État des essais cliniques 2024-2025 : ce qui est disponible et ce qui reste expérimental
La multiplication des pistes thérapeutiques dans l'arthrose du genou impose de clarifier ce qui est concrètement accessible aux patients en 2025 et ce qui relève encore de la recherche. Le diagnostic de l'arthrose étant désormais mieux codifié et plus précoce grâce à l'IRM et aux biomarqueurs, la question du timing thérapeutique devient centrale : à quel stade de la maladie quel traitement est-il le plus pertinent ?
Traitements disponibles en pratique clinique
En 2025, les traitements biologiques accessibles en dehors des essais cliniques comprennent les injections de PRP (disponibles largement mais non remboursées), la viscosupplémentation par acide hyaluronique (remboursée sous conditions), et les implants de chondrocytes autologues type MACI (disponibles dans certains centres spécialisés pour les lésions focales). Les traitements conventionnels de l'arthrose du genou -- analgésiques, AINS, kinésithérapie, orthèses, perte de poids -- restent la base de la prise en charge. Les prothèses imprimées en 3D sont disponibles dans un nombre croissant de centres chirurgicaux, notamment dans les CHU et cliniques de référence en chirurgie orthopédique.

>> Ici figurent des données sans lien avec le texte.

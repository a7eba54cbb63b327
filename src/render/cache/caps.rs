use crate::render::cache::slots::SlotTable;
use crate::render::device::GlDevice;
use crate::render::gl::{self, GLenum};

/// Managed `glEnable` capabilities and their device defaults.
///
/// Dither is the one capability GL starts with enabled.
const CAPABILITY_DEFAULTS: &[(GLenum, bool)] = &[
    (gl::ALPHA_TEST, false),
    (gl::DEPTH_TEST, false),
    (gl::FOG, false),
    (gl::BLEND, false),
    (gl::SCISSOR_TEST, false),
    (gl::CULL_FACE, false),
    (gl::TEXTURE_2D, false),
    #[cfg(feature = "texture_external_oes")]
    (gl::TEXTURE_EXTERNAL_OES, false),
    (gl::DITHER, true),
    #[cfg(not(feature = "gles"))]
    (gl::MULTISAMPLE_ARB, false),
];

const CAPABILITY_SLOTS: usize = CAPABILITY_DEFAULTS.len();

/// Managed `glEnableClientState` arrays. All start disabled.
const CLIENT_ARRAY_DEFAULTS: &[(GLenum, bool)] = &[
    (gl::TEXTURE_COORD_ARRAY, false),
    (gl::COLOR_ARRAY, false),
];

const CLIENT_ARRAY_SLOTS: usize = CLIENT_ARRAY_DEFAULTS.len();

/// Enable/disable state of server-side capabilities.
#[derive(Clone, Debug)]
pub struct Capabilities {
    slots: SlotTable<bool, CAPABILITY_SLOTS>,
}

impl Capabilities {
    pub fn new() -> Self {
        Self { slots: SlotTable::from_defaults(CAPABILITY_DEFAULTS) }
    }

    pub fn is_managed(&self, cap: GLenum) -> bool {
        self.slots.contains(cap)
    }

    pub fn set(&mut self, dev: &mut impl GlDevice, cap: GLenum, enabled: bool) {
        let Some(state) = self.slots.get_mut(cap) else {
            log::debug!("{} unmanaged {:#06x}", enable_name(enabled), cap);
            forward(dev, cap, enabled);
            return;
        };

        if *state != enabled {
            forward(dev, cap, enabled);
            *state = enabled;
        }
    }

    /// Remember a value that reached the device without going through `set`.
    pub fn record(&mut self, cap: GLenum, enabled: bool) {
        if let Some(state) = self.slots.get_mut(cap) {
            *state = enabled;
        }
    }

    /// Cached answer for managed capabilities, a device query otherwise.
    ///
    /// Never changes the cache.
    pub fn is_enabled(&self, dev: &mut impl GlDevice, cap: GLenum) -> bool {
        match self.slots.get(cap) {
            Some(enabled) => enabled,
            None => {
                log::debug!("glIsEnabled unmanaged {:#06x}", cap);
                query_device(dev, cap)
            }
        }
    }
}

impl Default for Capabilities {
    fn default() -> Self {
        Self::new()
    }
}

fn enable_name(enabled: bool) -> &'static str {
    if enabled { "glEnable" } else { "glDisable" }
}

fn forward(dev: &mut impl GlDevice, cap: GLenum, enabled: bool) {
    if enabled {
        dev.enable(cap);
    } else {
        dev.disable(cap);
    }
}

/// Direct `glIsEnabled`, for capabilities the cache can't answer.
#[cfg(not(feature = "ps3"))]
pub(crate) fn query_device(dev: &mut impl GlDevice, cap: GLenum) -> bool {
    dev.is_enabled(cap)
}

#[cfg(feature = "ps3")]
pub(crate) fn query_device(_dev: &mut impl GlDevice, cap: GLenum) -> bool {
    log::error!("glIsEnabled unsupported on this platform (cap {:#06x})", cap);
    panic!("glIsEnabled unsupported (cap {:#06x})", cap);
}

/// Enable/disable state of client-side vertex arrays.
#[derive(Clone, Debug)]
pub struct ClientArrays {
    slots: SlotTable<bool, CLIENT_ARRAY_SLOTS>,
}

impl ClientArrays {
    pub fn new() -> Self {
        Self { slots: SlotTable::from_defaults(CLIENT_ARRAY_DEFAULTS) }
    }

    pub fn set(&mut self, dev: &mut impl GlDevice, array: GLenum, enabled: bool) {
        let Some(state) = self.slots.get_mut(array) else {
            log::debug!("{} unmanaged {:#06x}", client_state_name(enabled), array);
            forward_client(dev, array, enabled);
            return;
        };

        if *state != enabled {
            forward_client(dev, array, enabled);
            *state = enabled;
        }
    }

    pub fn record(&mut self, array: GLenum, enabled: bool) {
        if let Some(state) = self.slots.get_mut(array) {
            *state = enabled;
        }
    }

    pub fn get(&self, array: GLenum) -> Option<bool> {
        self.slots.get(array)
    }
}

impl Default for ClientArrays {
    fn default() -> Self {
        Self::new()
    }
}

fn client_state_name(enabled: bool) -> &'static str {
    if enabled { "glEnableClientState" } else { "glDisableClientState" }
}

fn forward_client(dev: &mut impl GlDevice, array: GLenum, enabled: bool) {
    if enabled {
        dev.enable_client_state(array);
    } else {
        dev.disable_client_state(array);
    }
}

#[cfg(test)]
mod tests {
    use super::*;
    use crate::render::device::recording::{GlCall, RecordingDevice};
    use crate::util::logging::capture::{has, logs_of};
    use log::Level;

    #[test]
    fn repeated_enable_forwards_once() {
        let mut dev = RecordingDevice::new();
        let mut caps = Capabilities::new();
        caps.set(&mut dev, gl::BLEND, true);
        caps.set(&mut dev, gl::BLEND, true);
        assert_eq!(dev.calls(), &[GlCall::Enable(gl::BLEND)]);
    }

    #[test]
    fn enable_then_disable_forwards_both() {
        let mut dev = RecordingDevice::new();
        let mut caps = Capabilities::new();
        caps.set(&mut dev, gl::DEPTH_TEST, true);
        caps.set(&mut dev, gl::DEPTH_TEST, false);
        assert_eq!(dev.calls(), &[GlCall::Enable(gl::DEPTH_TEST), GlCall::Disable(gl::DEPTH_TEST)]);
    }

    #[test]
    fn every_slot_starts_at_the_device_default() {
        let mut dev = RecordingDevice::new();
        let mut caps = Capabilities::new();
        for &(cap, default) in CAPABILITY_DEFAULTS {
            assert!(caps.is_managed(cap));
            caps.set(&mut dev, cap, default);
        }
        assert!(dev.is_empty());
    }

    #[test]
    fn dither_starts_enabled() {
        let mut dev = RecordingDevice::new();
        let mut caps = Capabilities::new();
        assert!(caps.is_enabled(&mut dev, gl::DITHER));
        caps.set(&mut dev, gl::DITHER, true);
        assert!(dev.is_empty());
        caps.set(&mut dev, gl::DITHER, false);
        assert_eq!(dev.calls(), &[GlCall::Disable(gl::DITHER)]);
    }

    #[test]
    fn unmanaged_capability_always_forwards() {
        let mut dev = RecordingDevice::new();
        let mut caps = Capabilities::new();
        assert!(!caps.is_managed(gl::LIGHTING));
        caps.set(&mut dev, gl::LIGHTING, true);
        caps.set(&mut dev, gl::LIGHTING, true);
        caps.set(&mut dev, gl::LIGHTING, true);
        assert_eq!(dev.len(), 3);
    }

    #[test]
    fn unmanaged_hits_log_debug() {
        let mut dev = RecordingDevice::new();
        let mut caps = Capabilities::new();
        let mut arrays = ClientArrays::new();
        let logs = logs_of(|| {
            caps.set(&mut dev, gl::LIGHTING, true);
            caps.set(&mut dev, gl::LIGHTING, false);
            arrays.set(&mut dev, gl::NORMAL_ARRAY, true);
        });
        assert!(has(&logs, Level::Debug, "glEnable unmanaged 0x0b50"));
        assert!(has(&logs, Level::Debug, "glDisable unmanaged 0x0b50"));
        assert!(has(&logs, Level::Debug, "glEnableClientState unmanaged 0x8075"));

        let logs = logs_of(|| caps.set(&mut dev, gl::BLEND, true));
        assert!(!logs.iter().any(|(level, _)| *level == Level::Debug));
    }

    #[test]
    fn managed_query_does_not_touch_device() {
        let mut dev = RecordingDevice::new();
        let mut caps = Capabilities::new();
        caps.set(&mut dev, gl::FOG, true);
        dev.clear();
        assert!(caps.is_enabled(&mut dev, gl::FOG));
        assert!(!caps.is_enabled(&mut dev, gl::CULL_FACE));
        assert!(dev.is_empty());
    }

    #[cfg(not(feature = "ps3"))]
    #[test]
    fn unmanaged_query_asks_device() {
        let mut dev = RecordingDevice::new();
        let mut caps = Capabilities::new();
        caps.set(&mut dev, gl::STENCIL_TEST, true);
        assert!(caps.is_enabled(&mut dev, gl::STENCIL_TEST));
        assert_eq!(dev.last(), Some(&GlCall::IsEnabled(gl::STENCIL_TEST)));
    }

    #[cfg(feature = "ps3")]
    #[test]
    #[should_panic(expected = "glIsEnabled unsupported (cap 0x0b90)")]
    fn unmanaged_query_is_fatal_without_device_query() {
        let mut dev = RecordingDevice::new();
        let caps = Capabilities::new();
        caps.is_enabled(&mut dev, gl::STENCIL_TEST);
    }

    #[cfg(feature = "gles")]
    #[test]
    fn multisample_is_unmanaged_on_gles() {
        assert!(!Capabilities::new().is_managed(gl::MULTISAMPLE_ARB));
    }

    #[test]
    fn client_arrays_cache_managed_and_pass_unmanaged() {
        let mut dev = RecordingDevice::new();
        let mut arrays = ClientArrays::new();
        arrays.set(&mut dev, gl::COLOR_ARRAY, true);
        arrays.set(&mut dev, gl::COLOR_ARRAY, true);
        arrays.set(&mut dev, gl::VERTEX_ARRAY, true);
        arrays.set(&mut dev, gl::VERTEX_ARRAY, true);
        arrays.set(&mut dev, gl::COLOR_ARRAY, false);
        assert_eq!(
            dev.calls(),
            &[
                GlCall::EnableClientState(gl::COLOR_ARRAY),
                GlCall::EnableClientState(gl::VERTEX_ARRAY),
                GlCall::EnableClientState(gl::VERTEX_ARRAY),
                GlCall::DisableClientState(gl::COLOR_ARRAY),
            ]
        );
        assert_eq!(arrays.get(gl::COLOR_ARRAY), Some(false));
        assert_eq!(arrays.get(gl::VERTEX_ARRAY), None);
    }
}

Traitements en phase avancée d'essais cliniques (phase II/III)
Plusieurs molécules et produits biologiques sont en phase avancée de développement et pourraient obtenir une autorisation de mise sur le marché dans les 2 à 5 prochaines années. Le tanézumab (anti-NGF) poursuit son évaluation avec un protocole de sécurité renforcé. Le XT-150 (thérapie génique IL-10) est en phase III. Plusieurs produits à base de CSM allogènes (Cartistem, Stemirac) sont en cours d'évaluation en Europe. La sprifermine (FGF-18 recombinant), développée par Merck, a démontré dans l'essai FORWARD de phase II une augmentation significative de l'épaisseur du cartilage à l'IRM, bien que la traduction clinique sur la douleur reste à confirmer en phase III.
Traitements au stade préclinique ou en phase I
Les exosomes dérivés de CSM, les hydrogels injectables chargés en nanoparticules, les approches de thérapie génique ciblant le BMP-7 ou le FGF-18, et les biomatériaux bio-imprimés en 3D mimétiques du cartilage sont au stade préclinique avancé ou en début d'essais chez l'homme. Leur arrivée en pratique clinique est estimée à un horizon de 5 à 10 ans, sous réserve de résultats positifs en matière d'efficacité et de sécurité à long terme. Ces thérapies émergentes modifieront probablement la stratégie globale de prise en charge de l'arthrose, en offrant des alternatives à la prothèse dans des stades où aucune option satisfaisante n'existait jusqu'ici.
Vers une médecine de précision dans la gonarthrose
L'un des enseignements majeurs des essais cliniques récents est que l'arthrose du genou n'est pas une maladie unique mais un ensemble de phénotypes distincts répondant différemment aux traitements. Un patient présentant un phénotype inflammatoire (épanchement, synovite à l'IRM, CRP élevée) ne bénéficiera pas des mêmes thérapies qu'un patient présentant un phénotype mécanique (malalignement, surcharge pondérale) ou un phénotype minimal joint disease. Les biomarqueurs sanguins (CTX-II, COMP, interleukines), l'imagerie avancée (IRM avec cartographie T2, séquences de composition du cartilage) et bientôt l'intelligence artificielle permettront de phénotyper chaque patient et de lui proposer le nouveau traitement pour l'arthrose du genou le plus adapté à son profil. Cette approche de médecine personnalisée représente un changement de paradigme dans la rhumatologie et pourrait considérablement améliorer les taux de réponse thérapeutique, qui restent hétérogènes avec les approches actuelles indifférenciées.